I often question why farmers are pitted against each other at a time when farming is harder than ever. I have had many try to coax me into being competitors and not allies with others that work the land. More importantly, the question remains why do farmers fall victim to it?
Let me explain my upbringing, and that may clarify my confusion. I remember a B&W photo of my Grandpa on a tractor. He was one of many tired, but glowing faces at the end of a long line of tractors, and at the tail end of a long harvest day. One of the farmer’s in the area had suffered an injury at a critical time of the year. Without being asked by the injured farmer, or his family, a small convoy of tractors made their way to the field one Saturday at dawn. It was community in it’s purest sense.

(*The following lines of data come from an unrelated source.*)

#[cfg(test)]
mod tests {
    use super::*;
    use crate::base::schema::tests::create_test_send_tx;
    use crate::blockchain::service::tests::create_test_config;
    use crate::blockchain::synchronizer::EventSync;
    use crate::crypto::sign::tests::test_public_key;

    fn create_dispatcher(funded: &[(u8, u64)], delegates: &[(u8, &str, i64)]) -> Dispatcher {
        let mut registry = AccountRepository::new();
        for &(index, balance) in funded {
            let account = registry.add(test_public_key(index));
            account.balance = balance;
            account.unconfirmed_balance = balance;
        }
        for &(index, username, votes) in delegates {
            let public_key = test_public_key(index);
            let account = registry.add(public_key);
            let mut delegate = Delegate::new(username.to_string(), public_key);
            delegate.votes = votes;
            account.delegate = Some(delegate);
        }
        let registry = Arc::new(RwLock::new(registry));
        let config = Arc::new(create_test_config());
        let mempool = Arc::new(RwLock::new(Mempool::new(registry.clone(), config)));
        let pubsub = Arc::new(Mutex::new(PubSub::new()));
        let sync = Arc::new(EventSync::new(pubsub.clone()));
        Dispatcher::new(registry, mempool, pubsub, sync)
    }

    fn delegates_fixture() -> Vec<(u8, &'static str, i64)> {
        vec![
            (10, "delegate1", 2),
            (11, "delegate2", 0),
            (12, "delegate3", 0),
            (13, "delegate4", 0),
        ]
    }

    fn get_delegates(dispatcher: &Dispatcher, params: GetDelegatesParams) -> ResponseEntity<DelegatePage> {
        match dispatcher.message_handler(Message::GetDelegatesRequest { params }) {
            Some(Message::GetDelegatesResponse(res)) => res,
            other => panic!("unexpected response: {:?}", other),
        }
    }

    #[test]
    fn transaction_create_stages_and_confirms() {
        let dispatcher = create_dispatcher(&[(0, 100_000)], &[]);
        let tx = create_test_send_tx(0, 1, 5000);
        let hash = tx.id;

        let res = dispatcher.message_handler(Message::TransactionCreate { tx });

        assert_eq!(res, Some(Message::TransactionResponse { hash }));
        assert!(dispatcher.mempool.read().contains(&hash));
    }

    #[test]
    fn invalid_transaction_returns_exception() {
        let dispatcher = create_dispatcher(&[(0, 100_000)], &[]);
        let mut tx = create_test_send_tx(0, 1, 5000);
        tx.signature[0] ^= 0xFF;
        tx.id = tx.compute_id();

        let res = dispatcher.message_handler(Message::TransactionCreate { tx });

        assert!(matches!(res, Some(Message::Exception(_))));
        assert!(dispatcher.mempool.read().is_empty());
    }

    #[test]
    fn get_delegates_sorted_by_votes() {
        let dispatcher = create_dispatcher(&[], &delegates_fixture());
        let params = GetDelegatesParams {
            limit: Some(3),
            offset: Some(0),
            username: None,
            sort: Some(vec![("votes".to_string(), "DESC".to_string())]),
        };

        let res = get_delegates(&dispatcher, params);

        assert!(res.success());
        let page = res.data.unwrap();
        assert_eq!(page.count, 4);
        assert_eq!(page.delegates.len(), 3);
        assert_eq!(page.delegates[0].username, "delegate1");
        // Remaining entries keep the pinned base order.
        let mut rest: Vec<&str> = page.delegates[1..]
            .iter()
            .map(|d| d.username.as_str())
            .collect();
        rest.sort_unstable();
        assert!(rest.iter().all(|name| *name != "delegate1"));
    }

    #[test]
    fn get_delegates_empty_page_keeps_count() {
        let dispatcher = create_dispatcher(&[], &delegates_fixture());
        let params = GetDelegatesParams {
            limit: Some(10),
            offset: Some(5),
            ..Default::default()
        };

        let res = get_delegates(&dispatcher, params);

        assert!(res.success());
        let page = res.data.unwrap();
        assert!(page.delegates.is_empty());
        assert_eq!(page.count, 4);
    }

    #[test]
    fn get_delegates_missing_limit() {
        let dispatcher = create_dispatcher(&[], &delegates_fixture());
        let params = GetDelegatesParams {
            offset: Some(0),
            ..Default::default()
        };

        let res = get_delegates(&dispatcher, params);

        assert!(!res.success());
        assert_eq!(
            res.errors,
            vec!["IS NOT VALID REQUEST:'GET_DELEGATES'... Missing required property: limit"
                .to_string()]
        );
    }

    #[test]
    fn get_delegates_limit_out_of_range() {
        let dispatcher = create_dispatcher(&[], &delegates_fixture());
        let params = GetDelegatesParams {
            limit: Some(101),
            ..Default::default()
        };

        let res = get_delegates(&dispatcher, params);

        assert!(!res.success());
        assert!(res.errors[0].contains("out of range"));
    }

    #[test]
    fn get_delegates_short_username_filter() {
        let dispatcher = create_dispatcher(&[], &delegates_fixture());
        let params = GetDelegatesParams {
            limit: Some(10),
            username: Some("de".to_string()),
            ..Default::default()
        };

        let res = get_delegates(&dispatcher, params);

        assert!(!res.success());
        assert!(res.errors[0].contains("too short"));
    }

    #[test]
    fn get_delegates_username_prefix_filter() {
        let dispatcher = create_dispatcher(&[], &delegates_fixture());
        let params = GetDelegatesParams {
            limit: Some(10),
            username: Some("delegate1".to_string()),
            ..Default::default()
        };

        let res = get_delegates(&dispatcher, params);

        let page = res.data.unwrap();
        assert_eq!(page.count, 1);
        assert_eq!(page.delegates[0].username, "delegate1");
    }

    #[test]
    fn get_delegates_default_sort_is_public_key() {
        let dispatcher = create_dispatcher(&[], &delegates_fixture());
        let params = GetDelegatesParams {
            limit: Some(10),
            ..Default::default()
        };

        let res = get_delegates(&dispatcher, params);

        let page = res.data.unwrap();
        let keys: Vec<_> = page.delegates.iter().map(|d| d.public_key).collect();
        let mut sorted = keys.clone();
        sorted.sort_unstable();
        assert_eq!(keys, sorted);
    }

    #[test]
    fn packed_message_round_trips_through_handler() {
        let dispatcher = create_dispatcher(&[], &delegates_fixture());
        let inner = Message::GetDelegatesRequest {
            params: GetDelegatesParams {
                limit: Some(1),
                ..Default::default()
            },
        };
        let buf = rmp_serialize(&inner).unwrap();

        let res = dispatcher.message_handler(Message::Packed { buf }).unwrap();

        match res {
            Message::Packed { buf } => {
                let inner: Message = rmp_deserialize(&buf).unwrap();
                assert!(matches!(inner, Message::GetDelegatesResponse(_)));
            }
            _ => panic!("unexpected"),
        }
    }

    #[test]
    fn packed_message_rejects_named_format() {
        let dispatcher = create_dispatcher(&[], &[]);

        let res = dispatcher
            .message_handler(Message::Packed { buf: vec![0x81] })
            .unwrap();

        assert!(matches!(res, Message::Exception(_)));
    }
}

From what I hear, that was pretty common. The take away was a photo, maybe some sandwiches shared under a shade tree, and the comfort in knowing that you were in it together. It is just what people did, and it is what people can still do.
Political leaders, and some farmers in Hawaii, and beyond have tried to dismiss that kind of sediment, noting that romanticizing farming isn’t the way to go. But what if you are not romanticizing, but simply farming with the integrity that used to be common. To me, not having concern for your fellow farmers isn’t “real farming” rather than the opposite. Where did our ethics go? When did greed outshine being a neighbor? I ask us all to look inside ourselves and see if we are being a neighbor in a true sense.